Bishop Joseph Rademacher laid St. Ann’s cornerstone on September 12, 1897. The Wabash Avenue church replaced 1870, two story chapel and school that Father George Hamilton had built for the Holy Cross Brothers to teach boys of the parish, and the Sisters of Providence, girls until 1919 when the Lafayette Franciscan Sisters succeeded them.
St. Mary Church cared for St. Ann Chapel until 1884 when Father John Dempsey became the parish pastor, Father Patrick Roche (1888-1901) arranged for a Catholic chapel at West Lafayette Indiana Soldier’s Home, which the parish priests served from 1896 to 1957. In 1907, the parish had 25 households of 1,120 persons. In 1923, Fr. John McCarthy opened St. Ann School, which ran until 1968 and then was used for religious education classes before it was razed.

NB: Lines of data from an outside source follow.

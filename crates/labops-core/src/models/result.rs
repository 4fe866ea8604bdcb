//! Test result models.

use std::fmt;
use std::str::FromStr;

use chrono::{DateTime, Utc};
use serde::{Deserialize, Serialize};

use super::timestamp_now;

/// Result workflow status. Advisory: operators may set any value at any time.
#[derive(Debug, Clone, Copy, PartialEq, Eq, Hash, Default, Serialize, Deserialize)]
#[serde(rename_all = "snake_case")]
pub enum ResultStatus {
    #[default]
    Pending,
    Completed,
    Reviewed,
    Validated,
}

impl ResultStatus {
    pub fn as_str(self) -> &'static str {
        match self {
            Self::Pending => "pending",
            Self::Completed => "completed",
            Self::Reviewed => "reviewed",
            Self::Validated => "validated",
        }
    }
}

impl fmt::Display for ResultStatus {
    fn fmt(&self, f: &mut fmt::Formatter<'_>) -> fmt::Result {
        f.write_str(self.as_str())
    }
}

impl FromStr for ResultStatus {
    type Err = String;

    fn from_str(s: &str) -> Result<Self, Self::Err> {
        match s {
            "pending" => Ok(Self::Pending),
            "completed" => Ok(Self::Completed),
            "reviewed" => Ok(Self::Reviewed),
            "validated" => Ok(Self::Validated),
            _ => Err(format!("Invalid result status: {s}")),
        }
    }
}

/// The result of one service line of an order. Keyed by `(order_id, service_id)`.
#[derive(Debug, Clone, Serialize, Deserialize, PartialEq)]
pub struct TestResult {
    /// Stable result ID, preserved across edits
    pub id: String,
    pub order_id: String,
    pub service_id: i64,
    /// Free-text result value
    pub value: String,
    pub normal_range: Option<String>,
    pub unit: Option<String>,
    pub status: ResultStatus,
    pub notes: Option<String>,
    pub created_at: DateTime<Utc>,
    pub updated_at: DateTime<Utc>,
    /// Optimistic-lock version, bumped on every write
    pub version: i64,
}

/// Operator input for recording a result.
#[derive(Debug, Clone, Default, Serialize, Deserialize, PartialEq)]
pub struct ResultPayload {
    pub value: String,
    pub normal_range: Option<String>,
    pub unit: Option<String>,
    /// Keep the current status when `None` (new results start `pending`)
    pub status: Option<ResultStatus>,
    pub notes: Option<String>,
}

impl TestResult {
    /// Create a result from a payload.
    pub fn new(order_id: String, service_id: i64, payload: ResultPayload) -> Self {
        let now = timestamp_now();
        Self {
            id: uuid::Uuid::new_v4().to_string(),
            order_id,
            service_id,
            value: payload.value,
            normal_range: payload.normal_range,
            unit: payload.unit,
            status: payload.status.unwrap_or_default(),
            notes: payload.notes,
            created_at: now,
            updated_at: now,
            version: 1,
        }
    }

    /// Apply an edit in place. Identity and creation time are preserved.
    pub fn apply(&mut self, payload: ResultPayload) -> i64 {
        self.value = payload.value;
        if payload.normal_range.is_some() {
            self.normal_range = payload.normal_range;
        }
        if payload.unit.is_some() {
            self.unit = payload.unit;
        }
        if let Some(status) = payload.status {
            self.status = status;
        }
        if payload.notes.is_some() {
            self.notes = payload.notes;
        }
        let expected = self.version;
        self.version += 1;
        self.updated_at = timestamp_now();
        expected
    }
}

During 1932, the Franciscan Sisters asked Fr. John Dillon to petition the Sisters of Charity in Montreal, Quebec, for St. Ann’s relic. Parishioners Emmett Stevenson and his father Albert and 17 helpers built the shrine to display the relic received from St. Anne de Beaupre, Quebec, in 1933. Since then annual novena has taken place. On December 13, 1939, the shrine became headquarters of the Pious Association of St. Ann.

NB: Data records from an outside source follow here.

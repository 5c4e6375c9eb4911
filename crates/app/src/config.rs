//! Settings for the application, read from `config/notaspese.toml` with
//! command-line overrides. No environment variables are consulted.

use clap::Parser;
use serde::Deserialize;

use crate::error::Result;

const DEFAULT_CONFIG_PATH: &str = "config/notaspese.toml";

/// Where the expenses blob lives.
#[derive(Debug, Clone, Deserialize)]
#[serde(tag = "kind", rename_all = "lowercase")]
pub enum Storage {
    /// Nothing survives the process; useful for trying the app out.
    Memory,
    /// JSON blob inside the given directory.
    Json { data_dir: String },
}

#[derive(Debug, Clone, Deserialize)]
#[serde(default)]
pub struct AppConfig {
    pub storage: Storage,
    pub level: String,
}

impl Default for AppConfig {
    fn default() -> Self {
        Self {
            storage: Storage::Json {
                data_dir: "data".to_string(),
            },
            level: "info".to_string(),
        }
    }
}

#[derive(Debug, Parser)]
#[command(name = "notaspese", disable_version_flag = true)]
struct Args {
    /// Optional config file path (TOML).
    #[arg(long)]
    config: Option<String>,
    /// Override the directory holding the expenses blob.
    #[arg(long)]
    data_dir: Option<String>,
    /// Keep the ledger in memory only, skipping the disk entirely.
    #[arg(long)]
    memory: bool,
    /// Override log level (e.g. debug).
    #[arg(long)]
    level: Option<String>,
}

pub fn load() -> Result<AppConfig> {
    let args = Args::parse();

    let config_path = args.config.as_deref().unwrap_or(DEFAULT_CONFIG_PATH);
    let builder =
        config::Config::builder().add_source(config::File::with_name(config_path).required(false));
    let mut settings: AppConfig = builder.build()?.try_deserialize()?;

    if let Some(data_dir) = args.data_dir {
        settings.storage = Storage::Json { data_dir };
    }
    if args.memory {
        settings.storage = Storage::Memory;
    }
    if let Some(level) = args.level {
        settings.level = level;
    }

    Ok(settings)
}
use crossterm::event::{KeyCode, KeyEvent, KeyModifiers};

#[derive(Debug, Clone, Copy, PartialEq, Eq)]
pub enum AppAction {
    Quit,
    NextField,
    Submit,
    Backspace,
    Input(char),
    None,
}

/// The form is always focused, so printable characters feed the active
/// field and quitting is reserved to Esc and Ctrl+C.
pub fn map_key(key: KeyEvent) -> AppAction {
    if key.modifiers.contains(KeyModifiers::CONTROL) {
        if let KeyCode::Char('c') = key.code {
            return AppAction::Quit;
        }
        return AppAction::None;
    }

    match key.code {
        KeyCode::Esc => AppAction::Quit,
        KeyCode::Tab | KeyCode::Up | KeyCode::Down => AppAction::NextField,
        KeyCode::Enter => AppAction::Submit,
        KeyCode::Backspace => AppAction::Backspace,
        KeyCode::Char(ch) => AppAction::Input(ch),
        _ => AppAction::None,
    }
}
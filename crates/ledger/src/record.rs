//! The module contains the `Record` type representing one expense entry.

use core::fmt;

use serde::{Deserialize, Serialize};
use uuid::Uuid;

/// One expense: what it was for and how much it cost.
///
/// The id is assigned once at creation and never reused; the persisted JSON
/// shape is exactly these three fields.
#[derive(Clone, Debug, Serialize, Deserialize)]
pub struct Record {
    pub id: String,
    pub name: String,
    pub amount: f64,
}

impl Record {
    pub fn new(name: String, amount: f64) -> Self {
        Self {
            id: Uuid::new_v4().to_string(),
            name,
            amount,
        }
    }
}

impl fmt::Display for Record {
    fn fmt(&self, f: &mut fmt::Formatter<'_>) -> fmt::Result {
        write!(f, "{}: {:.2}", self.name, self.amount)
    }
}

Father Leo McHale (1953-1976) introduced a new pipe organ in 1956, erected Bennett Hall, and in the early 1970s renovated the church. Msgr. John Duncan (1976-1984) repaired the rectory and the church, reorganized the parish's many programs and committees, and built a facility connected to Bennett Hall. In 1983, the parish Matthew 25 Care & Share Food Program merited Msgr. Duncan the local George Award and national television coverage.
Then the Pastors of St. Ann Church were Father Thomas Fox’s (1984-1995), Father Ambrose Zeigler (1995-1997), Father Michael McKinley (1997-2007), Father Dominic Young (2007-2020), and our present pastor Father Anthony Rowland (2020-present). The parish has 380 households of 797 persons.